D'aucuns, à l'occasion de l'opération Serval, se sont interrogés sur les performances de l'armée malienne et sur les résultats de la coopération. En ce qui concerne les forces djiboutiennes, si des efforts sont toujours à faire, l'armée djiboutienne, qui comporte une armée de Terre, une armée de l'Air et une marine est à même, selon notre état-major, de défendre les frontières du pays face à une menace faible. Elle a, et c'est un succès à saluer, pu déployer fin 2012 un bataillon d'environ 1 000 hommes en Somalie dans le cadre de l'AMISOM. Outre le manque de moyens et un parc de matériels vieillissants provenant essentiellement de cessions d'armées étrangères, la coopération avec l'armée djiboutienne se heurte parfois à une conception dépassée, peu adaptée à l'évolution du contexte international et des menaces. Mais il semble, toujours selon notre état-major, que les choses évoluent dans le bon sens.

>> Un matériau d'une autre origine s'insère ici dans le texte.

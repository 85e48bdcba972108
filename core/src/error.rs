use thiserror::Error;

use crate::label::LabelId;

/// Errors reported while resolving emitted code.
///
/// Both indicate a defect in whatever drove the assembler: structured
/// control flow always binds its labels, and code stays far below the
/// reach of a 32-bit displacement.
#[derive(Error, Debug, Clone, PartialEq, Eq)]
pub enum EmitError {
    #[error("label {label} is still unbound with {pending} pending reference(s)")]
    UnboundLabel { label: LabelId, pending: usize },

    #[error("displacement {disp} to label {label} does not fit a {width}-byte field at {site:#x}")]
    DisplacementOverflow {
        label: LabelId,
        site: usize,
        disp: i64,
        width: usize,
    },
}

pub type Result<T> = std::result::Result<T, EmitError>;
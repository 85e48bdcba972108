//! Session-scoped building blocks shared by the assembler and the
//! translator: forward-reference labels and emission errors.

pub mod error;
pub mod label;

pub use error::EmitError;
pub use label::{Label, LabelId, LabelState, Labels, PendingPatch, RelocKind};
/// Initial capacity reserved for generated code.
const DEFAULT_CODE_BUF_CAPACITY: usize = 4096;

/// Growable buffer holding generated host code.
///
/// Bytes are only ever appended; already written bytes may be overwritten
/// in place (back-patching) but the buffer never grows through a patch.
/// The current length doubles as the instruction pointer of the next
/// emitted instruction, since all branches are encoded relative.
#[derive(Debug, Clone, Default)]
pub struct CodeBuffer {
    bytes: Vec<u8>,
}

impl CodeBuffer {
    pub fn new() -> Self {
        Self::with_capacity(DEFAULT_CODE_BUF_CAPACITY)
    }

    pub fn with_capacity(capacity: usize) -> Self {
        Self {
            bytes: Vec::with_capacity(capacity),
        }
    }

    /// Current write offset.
    #[inline]
    pub fn cursor(&self) -> usize {
        self.bytes.len()
    }

    #[inline]
    pub fn len(&self) -> usize {
        self.bytes.len()
    }

    #[inline]
    pub fn is_empty(&self) -> bool {
        self.bytes.is_empty()
    }

    // -- Emit methods --

    #[inline]
    pub fn emit_u8(&mut self, val: u8) {
        self.bytes.push(val);
    }

    #[inline]
    pub fn emit_u16(&mut self, val: u16) {
        self.bytes.extend_from_slice(&val.to_le_bytes());
    }

    #[inline]
    pub fn emit_u32(&mut self, val: u32) {
        self.bytes.extend_from_slice(&val.to_le_bytes());
    }

    #[inline]
    pub fn emit_i32(&mut self, val: i32) {
        self.bytes.extend_from_slice(&val.to_le_bytes());
    }

    #[inline]
    pub fn emit_u64(&mut self, val: u64) {
        self.bytes.extend_from_slice(&val.to_le_bytes());
    }

    #[inline]
    pub fn emit_bytes(&mut self, data: &[u8]) {
        self.bytes.extend_from_slice(data);
    }

    // -- Patch methods --

    /// Overwrite `data.len()` bytes starting at `offset`.
    ///
    /// # Panics
    /// If the range reaches past the bytes written so far.
    pub fn patch(&mut self, offset: usize, data: &[u8]) {
        let end = offset.checked_add(data.len());
        assert!(
            end.is_some_and(|end| end <= self.bytes.len()),
            "patch of {} byte(s) at {offset:#x} outside code buffer (len {:#x})",
            data.len(),
            self.bytes.len(),
        );
        self.bytes[offset..offset + data.len()].copy_from_slice(data);
    }

    /// Patch a u8 at the given offset.
    #[inline]
    pub fn patch_u8(&mut self, offset: usize, val: u8) {
        self.patch(offset, &[val]);
    }

    /// Patch a u32 at the given offset.
    #[inline]
    pub fn patch_u32(&mut self, offset: usize, val: u32) {
        self.patch(offset, &val.to_le_bytes());
    }

    // -- Read back --

    #[inline]
    pub fn read_u8(&self, offset: usize) -> u8 {
        self.bytes[offset]
    }

    /// Read a u32 at the given offset.
    pub fn read_u32(&self, offset: usize) -> u32 {
        let mut raw = [0u8; 4];
        raw.copy_from_slice(&self.bytes[offset..offset + 4]);
        u32::from_le_bytes(raw)
    }

    /// Get the generated code as a byte slice.
    #[inline]
    pub fn as_slice(&self) -> &[u8] {
        &self.bytes
    }

    pub fn into_vec(self) -> Vec<u8> {
        self.bytes
    }
}
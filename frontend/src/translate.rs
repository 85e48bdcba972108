//! Source → x86-64 translation.
//!
//! Generated programs follow the System V calling convention:
//! `extern "sysv64" fn(ctx: *mut c_void)`, where `ctx` is handed back to
//! the host output routine on every `.`. The working region is reserved
//! and zero-filled on the native stack by the prologue; [`DATA_PTR`]
//! points into it for the whole run.

use std::ffi::c_void;
use std::ops::Range;

use bfjit_backend::x86_64::regs::{
    ArithOp, Prefix, Reg, X86Cond, CALL_ARG_REGS, DATA_PTR, HOST_CTX, SAVED_REGS,
};
use bfjit_backend::X86Assembler;
use bfjit_core::{LabelId, Labels};
use tracing::{debug, warn};

use crate::config::TranslatorConfig;
use crate::error::{CompileError, Result};
use crate::source::{Op, Ops, SourcePos};

/// Host routine called once per output operator with the context pointer
/// the program was entered with and the byte at the data pointer.
pub type WriteByteFn = unsafe extern "sysv64" fn(ctx: *mut c_void, byte: u32);

/// Signature of a generated program, entered at offset 0.
pub type EntryFn = unsafe extern "sysv64" fn(ctx: *mut c_void);

/// Host routines whose addresses are embedded in generated code.
#[derive(Debug, Clone, Copy)]
pub struct HostRoutines {
    pub write_byte: WriteByteFn,
}

/// An open loop: `begin` is bound at the head test, `end` is bound after
/// the backward jump once the matching `]` is seen.
#[derive(Debug, Clone, Copy, PartialEq, Eq)]
pub struct BranchFrame {
    pub begin: LabelId,
    pub end: LabelId,
    pub opened_at: SourcePos,
}

/// Counters collected while translating.
#[derive(Debug, Clone, Copy, Default, PartialEq, Eq)]
pub struct ProgramStats {
    pub ops: usize,
    pub loops: usize,
    pub max_depth: usize,
    pub code_len: usize,
}

/// Offsets of the fixed parts of a generated program.
#[derive(Debug, Clone, PartialEq, Eq)]
pub struct Layout {
    pub prologue: Range<usize>,
    pub body: Range<usize>,
    pub epilogue: Range<usize>,
    pub output_stub: Range<usize>,
}

/// A translated program: finalized code plus the bookkeeping that
/// produced it.
#[derive(Debug)]
pub struct Program {
    pub code: Vec<u8>,
    pub labels: Labels,
    /// Every loop in source order of its `[`.
    pub loops: Vec<BranchFrame>,
    pub output_label: LabelId,
    pub layout: Layout,
    pub stats: ProgramStats,
}

impl Program {
    /// Bound offset of `label`.
    pub fn label_offset(&self, label: LabelId) -> Option<usize> {
        self.labels.get(label).rip()
    }
}

/// Emit the entry sequence: save callee-saved registers, reserve and
/// zero-fill the working region, point [`DATA_PTR`] at its first byte.
pub fn gen_prologue(asm: &mut X86Assembler, config: &TranslatorConfig) {
    let tape = config.tape_size() as i32;

    asm.push(Reg::Rbp);
    asm.mov_rr(Reg::Rbp, Reg::Rsp);
    for &reg in SAVED_REGS {
        asm.push(reg);
    }
    asm.mov_rr(HOST_CTX, CALL_ARG_REGS[0]);
    asm.arith_ri(ArithOp::Sub, Reg::Rsp, tape);

    // rep stosb: rdi = region, rcx = length, al = 0.
    asm.mov_rr(Reg::Rdi, Reg::Rsp);
    asm.mov_ri32(Reg::Rcx, tape);
    asm.xor_rr(Reg::Rax, Reg::Rax);
    asm.cld();
    asm.prefix(Prefix::Rep);
    asm.stosb();

    asm.mov_rr(DATA_PTR, Reg::Rsp);
}

/// Emit the exit sequence; the exact mirror of [`gen_prologue`].
pub fn gen_epilogue(asm: &mut X86Assembler, config: &TranslatorConfig) {
    asm.arith_ri(ArithOp::Add, Reg::Rsp, config.tape_size() as i32);
    for &reg in SAVED_REGS.iter().rev() {
        asm.pop(reg);
    }
    asm.pop(Reg::Rbp);
    asm.ret(0);
}

/// Emit the shared output routine, reached by `call` from every `.` with
/// the byte already zero-extended into the second argument register.
pub fn gen_output_stub(asm: &mut X86Assembler, write_byte: WriteByteFn) {
    // Entered with rsp 8 off alignment; the push restores it for the call.
    asm.push(Reg::Rbp);
    asm.mov_rr(CALL_ARG_REGS[0], HOST_CTX);
    asm.mov_ri64(Reg::Rax, write_byte as usize as u64);
    asm.call_r(Reg::Rax);
    asm.pop(Reg::Rbp);
    asm.ret(0);
}

/// Single-pass translator driving an [`X86Assembler`].
pub struct Translator {
    asm: X86Assembler,
    config: TranslatorConfig,
    routines: HostRoutines,
    frames: Vec<BranchFrame>,
    loops: Vec<BranchFrame>,
    output_label: LabelId,
    prologue_end: usize,
    stats: ProgramStats,
}

impl Translator {
    /// Start a new program; the prologue is emitted immediately.
    pub fn new(config: TranslatorConfig, routines: HostRoutines) -> Self {
        let mut asm = X86Assembler::new();
        let output_label = asm.new_label();
        gen_prologue(&mut asm, &config);
        let prologue_end = asm.cursor();
        Self {
            asm,
            config,
            routines,
            frames: Vec::new(),
            loops: Vec::new(),
            output_label,
            prologue_end,
            stats: ProgramStats::default(),
        }
    }

    /// Offset the next instruction will be emitted at.
    #[inline]
    pub fn cursor(&self) -> usize {
        self.asm.cursor()
    }

    /// Current loop nesting depth.
    #[inline]
    pub fn depth(&self) -> usize {
        self.frames.len()
    }

    /// Translate one operator found at `pos`.
    pub fn emit(&mut self, op: Op, pos: SourcePos) -> Result<()> {
        match op {
            Op::Right => self.asm.inc_r(DATA_PTR),
            Op::Left => self.asm.dec_r(DATA_PTR),
            Op::Inc => self.asm.inc_m8(DATA_PTR),
            Op::Dec => self.asm.dec_m8(DATA_PTR),
            Op::LoopBegin => self.begin_loop(pos)?,
            Op::LoopEnd => self.end_loop(pos)?,
            Op::Output => {
                self.asm.movzx_rm8(CALL_ARG_REGS[1], DATA_PTR);
                self.asm.call(self.output_label)?;
            }
            Op::Input => {
                warn!(%pos, "input is not supported; ',' compiles to a trap");
                self.asm.int3();
            }
        }
        self.stats.ops += 1;
        Ok(())
    }

    fn begin_loop(&mut self, pos: SourcePos) -> Result<()> {
        let frame = BranchFrame {
            begin: self.asm.new_label(),
            end: self.asm.new_label(),
            opened_at: pos,
        };
        self.asm.bind(frame.begin);
        self.asm.cmp_mi8(DATA_PTR, 0);
        self.asm.jcc(X86Cond::Je, frame.end)?;

        self.frames.push(frame);
        self.loops.push(frame);
        self.stats.loops += 1;
        self.stats.max_depth = self.stats.max_depth.max(self.frames.len());
        Ok(())
    }

    fn end_loop(&mut self, pos: SourcePos) -> Result<()> {
        let frame = self
            .frames
            .pop()
            .ok_or(CompileError::UnmatchedClose { pos })?;
        self.asm.jmp(frame.begin)?;
        self.asm.bind(frame.end);
        Ok(())
    }

    /// Close the program: epilogue, output routine, back-patch resolution.
    pub fn finish(mut self) -> Result<Program> {
        if let Some(frame) = self.frames.last() {
            return Err(CompileError::UnmatchedOpen {
                pos: frame.opened_at,
                depth: self.frames.len(),
            });
        }

        let body_end = self.asm.cursor();
        gen_epilogue(&mut self.asm, &self.config);
        let stub_start = self.asm.cursor();
        self.asm.bind(self.output_label);
        gen_output_stub(&mut self.asm, self.routines.write_byte);
        let code_len = self.asm.finalize()?.len();

        let layout = Layout {
            prologue: 0..self.prologue_end,
            body: self.prologue_end..body_end,
            epilogue: body_end..stub_start,
            output_stub: stub_start..code_len,
        };
        let stats = ProgramStats {
            code_len,
            ..self.stats
        };
        debug!(
            ops = stats.ops,
            loops = stats.loops,
            max_depth = stats.max_depth,
            code_len,
            "translated program"
        );

        let (code, labels) = self.asm.into_parts();
        Ok(Program {
            code,
            labels,
            loops: self.loops,
            output_label: self.output_label,
            layout,
            stats,
        })
    }
}

/// Translate a whole source text.
pub fn compile(
    source: &[u8],
    config: &TranslatorConfig,
    routines: HostRoutines,
) -> Result<Program> {
    let mut t = Translator::new(*config, routines);
    for (op, pos) in Ops::new(source) {
        t.emit(op, pos)?;
    }
    t.finish()
}
use std::ffi::c_void;
use std::io::{self, Write};

/// Output capability handed to a running program.
///
/// Generated code receives a pointer to this as its entry argument and
/// passes it back to [`write_byte`] for every output operator. The first
/// write error is kept and later writes are skipped, since generated code
/// has no way to react to a failure.
pub struct OutputSink<'a> {
    out: &'a mut dyn Write,
    written: u64,
    error: Option<io::Error>,
}

impl<'a> OutputSink<'a> {
    pub fn new(out: &'a mut dyn Write) -> Self {
        Self {
            out,
            written: 0,
            error: None,
        }
    }

    /// Bytes successfully written so far.
    #[inline]
    pub fn written(&self) -> u64 {
        self.written
    }

    pub fn put(&mut self, byte: u8) {
        if self.error.is_some() {
            return;
        }
        match self.out.write_all(&[byte]) {
            Ok(()) => self.written += 1,
            Err(err) => self.error = Some(err),
        }
    }

    /// Flush the writer and surface the first error, if any.
    pub fn finish(mut self) -> io::Result<u64> {
        if let Some(err) = self.error.take() {
            return Err(err);
        }
        self.out.flush()?;
        Ok(self.written)
    }
}

/// Host side of the output operator.
///
/// # Safety
/// `ctx` must point to a live [`OutputSink`] not otherwise borrowed for
/// the duration of the call.
pub unsafe extern "sysv64" fn write_byte(ctx: *mut c_void, byte: u32) {
    let sink = &mut *(ctx as *mut OutputSink<'_>);
    sink.put(byte as u8);
}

Venons-en au traité lui-même. Basé sur un modèle commun dont il s'écarte peu, hormis la clause de sécurité précitée, il regroupe en un seul texte tous les volets de la coopération et de sa mise en oeuvre. Les points marquants du traité sont : la possibilité, inscrite dans le préambule, d'associer aux activités prévues dans le traité d'autres États africains et des membres de l'Union européenne ; la clause de sécurité, bien sûr, sur laquelle je ne reviens pas ; l'instauration d'un comité de suivi présidé par une personnalité civile de chaque partie, non encore désignée, se réunissant au moins une fois par an pour donner une cohérence aux activités déterminées par le traité. La convention financière et fiscale signée en 2003 entre les deux États prévoyait une évaluation annuelle qui n'aurait jamais eu lieu. Il est donc, à mes yeux, important que ce comité se mette effectivement en place et que ceci fasse, peut-être, l'objet d'un contrôle,

J'en viens pour terminer au soutien médical et à la fermeture programmée de l'emprise de l'hôpital Bouffard en 2015. En écho à la réorganisation des forces françaises à Djibouti en 2011, l'hôpital Bouffard est apparu surdimensionné et coûteux pour le seul soutien des forces françaises et des personnes à leur charge. Son coût, 20 millions d'euros, dont 11,5 au profit de la population djiboutienne a d'ailleurs fait l'objet d'une recommandation de la Cour des comptes en 2010. À terme, les forces françaises disposeront d'un centre médical interarmées assurant les activités de médecine générale et d'un nouveau centre médico-chirurgical interarmées assurant l'activité hospitalière. L'activité de l'hôpital baissera graduellement afin d'assurer la continuité de la prise en charge des patients. L'hôpital Bouffard assure aujourd'hui les soins des personnels stationnés et de leurs familles, des forces armées djiboutiennes et de leurs familles, de militaires étrangers, de civils djiboutiens soignés à titre onéreux ou gracieux dans le cadre de l'aide médicale à la population. Il sera rétrocédé « en l'état », certains matériels restant sur place. Les forces armées djiboutiennes seront prises en charge par le système de santé du pays, dont l'offre de soins publics et privés est relativement abondante et comporte plusieurs hôpitaux publics, des praticiens et des cliniques privées. Le sort de l'hôpital Bouffard, au terme du processus de rétrocession, est toutefois incertain. Sera-t-il repris par les forces armées djiboutiennes, qui semblent le souhaiter, ou deviendra-t-il un établissement privé ?

Pour terminer, considérant l'importance que revêt la présence française dans cette région du monde et le cadre juridique protecteur qu'offre ce traité, je donne un avis favorable à l'adoption de ce projet de loi et à la ratification de ce traité par le Parlement.